Phillip Meintzer is hours away by car from the largest forest fires to burn in British Columbia and Alberta in the summer of 2021, but the air is still thick with smoke from Canada’s infernos.
“The fires are not in the neighborhood. It’s quite a long way off,” Meintzer, a conservation specialist with the Calgary-based environmental group Alberta Wilderness Association. “But we spent the whole month under a blanket of smoke.”
Fires like these in the North American and Eurasian boreal forests have produced historic amounts of climate-changing carbon dioxide by 2021, according to a new study published Thursday in the journal Science.
Smoke from these wildfires makes up 23% of global fire emissions – the largest share from boreal forests since 2000, said findings presented at the annual meeting of the American Association for the Advancement of Science. They typically account for only 10% of global fire emissions.
That summer was particularly dry and hot in Canada — even in the country’s boreal forests, the cold, carbon-dense ecosystems of the north. In one of these, the Marguerite River Wildland Provincial Park, more than 69,000 hectares (28,000 acres) of forest burned.

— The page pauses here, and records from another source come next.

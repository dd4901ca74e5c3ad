//! Profile-gate coordinator
//!
//! Once per browsing session, checks whether the signed-in student has an
//! extended profile and routes them to profile completion if not. The check is
//! single-flight per student number: concurrent page mounts wait for the first
//! check and then observe its marker instead of calling the backend again.

use std::collections::HashMap;
use std::sync::{Arc, Mutex as StdMutex};
use tokio::sync::Mutex;
use tracing::{debug, warn};
use crate::services::navigation::Navigator;
use crate::services::profile::ProfileService;
use crate::state::SessionManager;
use crate::utils::logging::log_gate_decision;

#[derive(Debug, Clone, Copy, PartialEq, Eq)]
pub enum ProfileStatus {
    Complete,
    Incomplete,
}

#[derive(Debug, Clone, Copy, PartialEq, Eq)]
pub enum GateState {
    NotChecked,
    Checking,
    Resolved(ProfileStatus),
}

/// What a single mount-time invocation did
#[derive(Debug, Clone, Copy, PartialEq, Eq)]
pub enum GateOutcome {
    /// Not a student session, or the gate is disabled; no network call
    NotApplicable,
    /// The marker was already set for this student; no network call
    AlreadyChecked,
    /// This invocation performed the check
    Resolved(ProfileStatus),
    /// The session changed while the lookup was in flight; result dropped
    Discarded,
}

impl GateOutcome {
    pub fn redirected(&self) -> bool {
        matches!(self, GateOutcome::Resolved(ProfileStatus::Incomplete))
    }
}

pub struct ProfileGate {
    session: Arc<SessionManager>,
    profiles: ProfileService,
    navigator: Option<Arc<dyn Navigator>>,
    completion_path: String,
    enabled: bool,
    /// Per-student state, valid for the session epoch it was recorded under
    states: StdMutex<(u64, HashMap<String, GateState>)>,
    inflight: Mutex<(u64, HashMap<String, Arc<Mutex<()>>>)>,
}

impl ProfileGate {
    pub fn new(
        session: Arc<SessionManager>,
        profiles: ProfileService,
        navigator: Option<Arc<dyn Navigator>>,
        completion_path: impl Into<String>,
        enabled: bool,
    ) -> Self {
        Self {
            session,
            profiles,
            navigator,
            completion_path: completion_path.into(),
            enabled,
            states: StdMutex::new((0, HashMap::new())),
            inflight: Mutex::new((0, HashMap::new())),
        }
    }

    /// Current state for `student_number`
    /// Current state for `student_number` in the current session
    pub fn state(&self, student_number: &str) -> GateState {
        let epoch = self.session.epoch();
        let states = self.states.lock().unwrap_or_else(|e| e.into_inner());
        if states.0 != epoch {
            return GateState::NotChecked;
        }
        states.1.get(student_number).copied().unwrap_or(GateState::NotChecked)
    }

    /// Record `state` for the session at `epoch`
    ///
    /// A newer epoch drops everything recorded for earlier sessions; writes for
    /// an older epoch are ignored.
    fn set_state(&self, epoch: u64, student_number: &str, state: GateState) {
        let mut states = self.states.lock().unwrap_or_else(|e| e.into_inner());
        if epoch < states.0 {
            return;
        }
        if epoch > states.0 {
            *states = (epoch, HashMap::new());
        }
        states.1.insert(student_number.to_string(), state);
    }

    /// Record that the student's profile is now known to exist
    pub fn mark_complete(&self, student_number: &str) {
        self.set_state(
            self.session.epoch(),
            student_number,
            GateState::Resolved(ProfileStatus::Complete),
        );
    }

    async fn flight_lock(&self, epoch: u64, student_number: &str) -> Arc<Mutex<()>> {
        let mut table = self.inflight.lock().await;
        if epoch > table.0 {
            *table = (epoch, HashMap::new());
        }
        table
            .1
            .entry(student_number.to_string())
            .or_insert_with(|| Arc::new(Mutex::new(())))
            .clone()
    }

    /// Run the gate for a protected-page mount
    pub async fn on_protected_mount(&self) -> GateOutcome {
        if !self.enabled {
            return GateOutcome::NotApplicable;
        }

        let snapshot = self.session.snapshot();
        let Some(student_number) = snapshot
            .session
            .as_ref()
            .and_then(|s| s.user.student_number())
            .map(str::to_string)
        else {
            return GateOutcome::NotApplicable;
        };

        let lock = self.flight_lock(snapshot.epoch, &student_number).await;
        let _flight = lock.lock().await;

        match self.session.store().profile_checked_for().await {
            Ok(Some(checked)) if checked == student_number => {
                debug!(student_number = %student_number, "Profile already checked this session");
                return GateOutcome::AlreadyChecked;
            }
            Ok(_) => {}
            Err(e) => warn!(error = %e, "Could not read profile-check marker"),
        }

        if !self.session.is_current(snapshot.epoch) {
            return GateOutcome::Discarded;
        }

        self.set_state(snapshot.epoch, &student_number, GateState::Checking);

        let status = match self.profiles.exists(&student_number).await {
            Ok(true) => ProfileStatus::Complete,
            Ok(false) => ProfileStatus::Incomplete,
            Err(e) => {
                warn!(student_number = %student_number, error = %e, "Profile lookup failed, letting the user through");
                ProfileStatus::Complete
            }
        };

        if !self.session.is_current(snapshot.epoch) {
            debug!(student_number = %student_number, "Session changed during profile lookup, dropping result");
            self.set_state(snapshot.epoch, &student_number, GateState::NotChecked);
            return GateOutcome::Discarded;
        }

        if let Err(e) = self.session.store().mark_profile_checked(&student_number).await {
            warn!(error = %e, "Could not persist profile-check marker");
        }
        self.set_state(snapshot.epoch, &student_number, GateState::Resolved(status));

        match status {
            ProfileStatus::Incomplete => {
                log_gate_decision(&student_number, "incomplete");
                if let Some(navigator) = &self.navigator {
                    navigator.navigate(&self.completion_path);
                }
            }
            ProfileStatus::Complete => log_gate_decision(&student_number, "complete"),
        }

        GateOutcome::Resolved(status)
    }
}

But such conditions may become more common as the climate changes, leading to more severe fire seasons that may generate more carbon emissions and reduce the amount of available trees. for carbon storage, the study authors said.
“This warming that is increasing in the Arctic and boreal regions will continue,” said Steve Davis, a climate scientist at the University of California, Irvine. “So our concern is that this is not an anomaly. This is like the new normal. And there will be more boreal forests burning in the coming years.
Much attention has been given to forest fires in the western United States, tropical rainforests such as the Amazon and even the Australian bush. But boreal forests have received little attention, Davis said.
That’s worrisome, he said, because there’s a lot of carbon stored in these northern ecosystems, which are among the fastest-warming on the planet, according to the UN panel on climate change.
In addition to the carbon dioxide added to the atmosphere from the boreal forest fires themselves, the loss of trees and soil from more frequent and intense wildfires could mean that the Earth is losing a major source of carbon storage. The danger, scientists say, is that boreal forests may end up emitting more carbon than they absorb.
“A very important but complex piece of the puzzle … is what happens to the carbon balance of boreal landscapes after large and intense fires,” said Park Williams, a climate hydrologist at UCLA was not involved in the study.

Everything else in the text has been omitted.